Stored items
++++++++++++++++++++

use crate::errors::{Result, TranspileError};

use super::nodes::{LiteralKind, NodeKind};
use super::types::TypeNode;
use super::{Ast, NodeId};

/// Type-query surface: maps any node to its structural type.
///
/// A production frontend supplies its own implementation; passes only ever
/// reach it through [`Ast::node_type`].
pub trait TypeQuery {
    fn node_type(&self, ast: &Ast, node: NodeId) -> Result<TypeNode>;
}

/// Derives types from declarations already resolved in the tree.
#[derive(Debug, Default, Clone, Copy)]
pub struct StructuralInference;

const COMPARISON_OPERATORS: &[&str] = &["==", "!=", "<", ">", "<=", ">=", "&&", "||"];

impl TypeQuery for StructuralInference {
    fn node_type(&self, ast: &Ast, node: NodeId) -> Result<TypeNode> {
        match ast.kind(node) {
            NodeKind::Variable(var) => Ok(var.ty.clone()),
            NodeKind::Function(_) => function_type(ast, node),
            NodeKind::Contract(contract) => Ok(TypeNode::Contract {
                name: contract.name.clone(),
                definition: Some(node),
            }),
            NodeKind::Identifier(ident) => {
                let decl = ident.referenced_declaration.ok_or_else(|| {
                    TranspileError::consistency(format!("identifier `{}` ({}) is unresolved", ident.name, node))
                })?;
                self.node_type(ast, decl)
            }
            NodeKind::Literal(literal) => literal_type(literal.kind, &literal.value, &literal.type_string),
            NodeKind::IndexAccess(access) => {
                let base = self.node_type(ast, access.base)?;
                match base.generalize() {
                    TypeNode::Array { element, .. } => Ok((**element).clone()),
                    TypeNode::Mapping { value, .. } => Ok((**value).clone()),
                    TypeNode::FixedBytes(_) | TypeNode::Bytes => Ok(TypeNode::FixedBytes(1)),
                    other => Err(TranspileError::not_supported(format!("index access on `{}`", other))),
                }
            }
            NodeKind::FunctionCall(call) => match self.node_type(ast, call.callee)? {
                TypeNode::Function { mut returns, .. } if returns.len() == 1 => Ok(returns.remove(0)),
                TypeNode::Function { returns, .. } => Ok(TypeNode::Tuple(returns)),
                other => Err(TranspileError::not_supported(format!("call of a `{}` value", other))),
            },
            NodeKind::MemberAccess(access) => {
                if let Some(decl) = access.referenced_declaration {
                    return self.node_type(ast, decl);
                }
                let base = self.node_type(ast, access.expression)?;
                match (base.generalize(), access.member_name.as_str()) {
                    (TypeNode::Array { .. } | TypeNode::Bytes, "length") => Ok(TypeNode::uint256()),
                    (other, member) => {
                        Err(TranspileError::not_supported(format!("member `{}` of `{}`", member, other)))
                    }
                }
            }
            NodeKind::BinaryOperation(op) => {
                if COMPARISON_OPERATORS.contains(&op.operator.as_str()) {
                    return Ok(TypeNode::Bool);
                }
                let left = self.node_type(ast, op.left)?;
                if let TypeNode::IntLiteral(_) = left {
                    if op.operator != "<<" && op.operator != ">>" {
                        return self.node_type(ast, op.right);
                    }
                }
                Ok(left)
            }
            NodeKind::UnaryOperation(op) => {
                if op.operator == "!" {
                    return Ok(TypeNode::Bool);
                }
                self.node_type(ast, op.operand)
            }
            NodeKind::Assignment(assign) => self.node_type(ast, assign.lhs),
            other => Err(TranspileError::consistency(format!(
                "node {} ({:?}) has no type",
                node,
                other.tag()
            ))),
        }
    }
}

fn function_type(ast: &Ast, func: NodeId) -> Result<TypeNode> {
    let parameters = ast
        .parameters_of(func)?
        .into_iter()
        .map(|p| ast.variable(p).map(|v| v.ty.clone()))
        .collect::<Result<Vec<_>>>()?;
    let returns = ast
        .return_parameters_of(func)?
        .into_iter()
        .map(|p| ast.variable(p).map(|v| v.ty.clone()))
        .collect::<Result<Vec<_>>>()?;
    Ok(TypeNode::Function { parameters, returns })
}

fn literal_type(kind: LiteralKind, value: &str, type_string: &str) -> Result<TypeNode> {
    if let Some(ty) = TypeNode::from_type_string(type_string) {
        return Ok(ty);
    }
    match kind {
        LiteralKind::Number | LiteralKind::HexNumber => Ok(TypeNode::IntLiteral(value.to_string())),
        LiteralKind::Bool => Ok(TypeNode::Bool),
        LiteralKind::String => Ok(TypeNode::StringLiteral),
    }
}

++++++++++++++++++++

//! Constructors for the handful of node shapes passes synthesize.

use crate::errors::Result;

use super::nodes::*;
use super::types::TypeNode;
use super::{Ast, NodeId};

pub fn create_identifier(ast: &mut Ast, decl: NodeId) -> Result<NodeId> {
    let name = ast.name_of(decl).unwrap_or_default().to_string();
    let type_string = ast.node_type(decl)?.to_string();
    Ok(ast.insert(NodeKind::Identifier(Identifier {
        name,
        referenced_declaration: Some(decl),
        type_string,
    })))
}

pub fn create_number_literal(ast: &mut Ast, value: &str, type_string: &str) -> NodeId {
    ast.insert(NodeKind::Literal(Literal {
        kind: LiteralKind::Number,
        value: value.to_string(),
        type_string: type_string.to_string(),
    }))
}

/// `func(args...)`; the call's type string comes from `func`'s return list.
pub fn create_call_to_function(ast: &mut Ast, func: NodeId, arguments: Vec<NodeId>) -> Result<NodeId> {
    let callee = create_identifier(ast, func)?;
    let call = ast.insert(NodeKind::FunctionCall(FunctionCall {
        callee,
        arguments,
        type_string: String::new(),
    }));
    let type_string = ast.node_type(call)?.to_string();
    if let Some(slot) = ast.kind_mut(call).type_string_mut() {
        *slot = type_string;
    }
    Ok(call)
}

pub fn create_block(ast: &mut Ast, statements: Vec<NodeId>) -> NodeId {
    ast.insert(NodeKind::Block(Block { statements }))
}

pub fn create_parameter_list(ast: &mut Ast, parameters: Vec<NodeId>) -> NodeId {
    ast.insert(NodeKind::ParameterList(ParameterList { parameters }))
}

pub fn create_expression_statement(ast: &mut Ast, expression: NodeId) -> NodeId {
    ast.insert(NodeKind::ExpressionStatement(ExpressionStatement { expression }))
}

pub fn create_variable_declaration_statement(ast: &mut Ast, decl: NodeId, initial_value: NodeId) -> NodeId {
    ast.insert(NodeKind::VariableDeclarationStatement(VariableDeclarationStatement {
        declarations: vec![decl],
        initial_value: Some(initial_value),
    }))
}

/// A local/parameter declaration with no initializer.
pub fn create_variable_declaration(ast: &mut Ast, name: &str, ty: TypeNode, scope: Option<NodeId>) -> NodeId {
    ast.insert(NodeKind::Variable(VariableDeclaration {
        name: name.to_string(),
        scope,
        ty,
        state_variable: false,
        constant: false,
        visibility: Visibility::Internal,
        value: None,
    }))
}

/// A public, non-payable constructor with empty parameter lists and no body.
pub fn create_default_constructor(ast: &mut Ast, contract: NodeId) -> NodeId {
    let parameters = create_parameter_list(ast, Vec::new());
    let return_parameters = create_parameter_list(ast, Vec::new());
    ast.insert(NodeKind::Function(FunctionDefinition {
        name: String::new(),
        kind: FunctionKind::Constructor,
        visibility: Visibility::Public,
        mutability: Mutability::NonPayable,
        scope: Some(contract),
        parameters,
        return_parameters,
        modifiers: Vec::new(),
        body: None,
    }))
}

++++++++++++++++++++

— What this task involves —
Count the lines in the records that include the word "with". Report the total alone.

— Response for this exercise —
2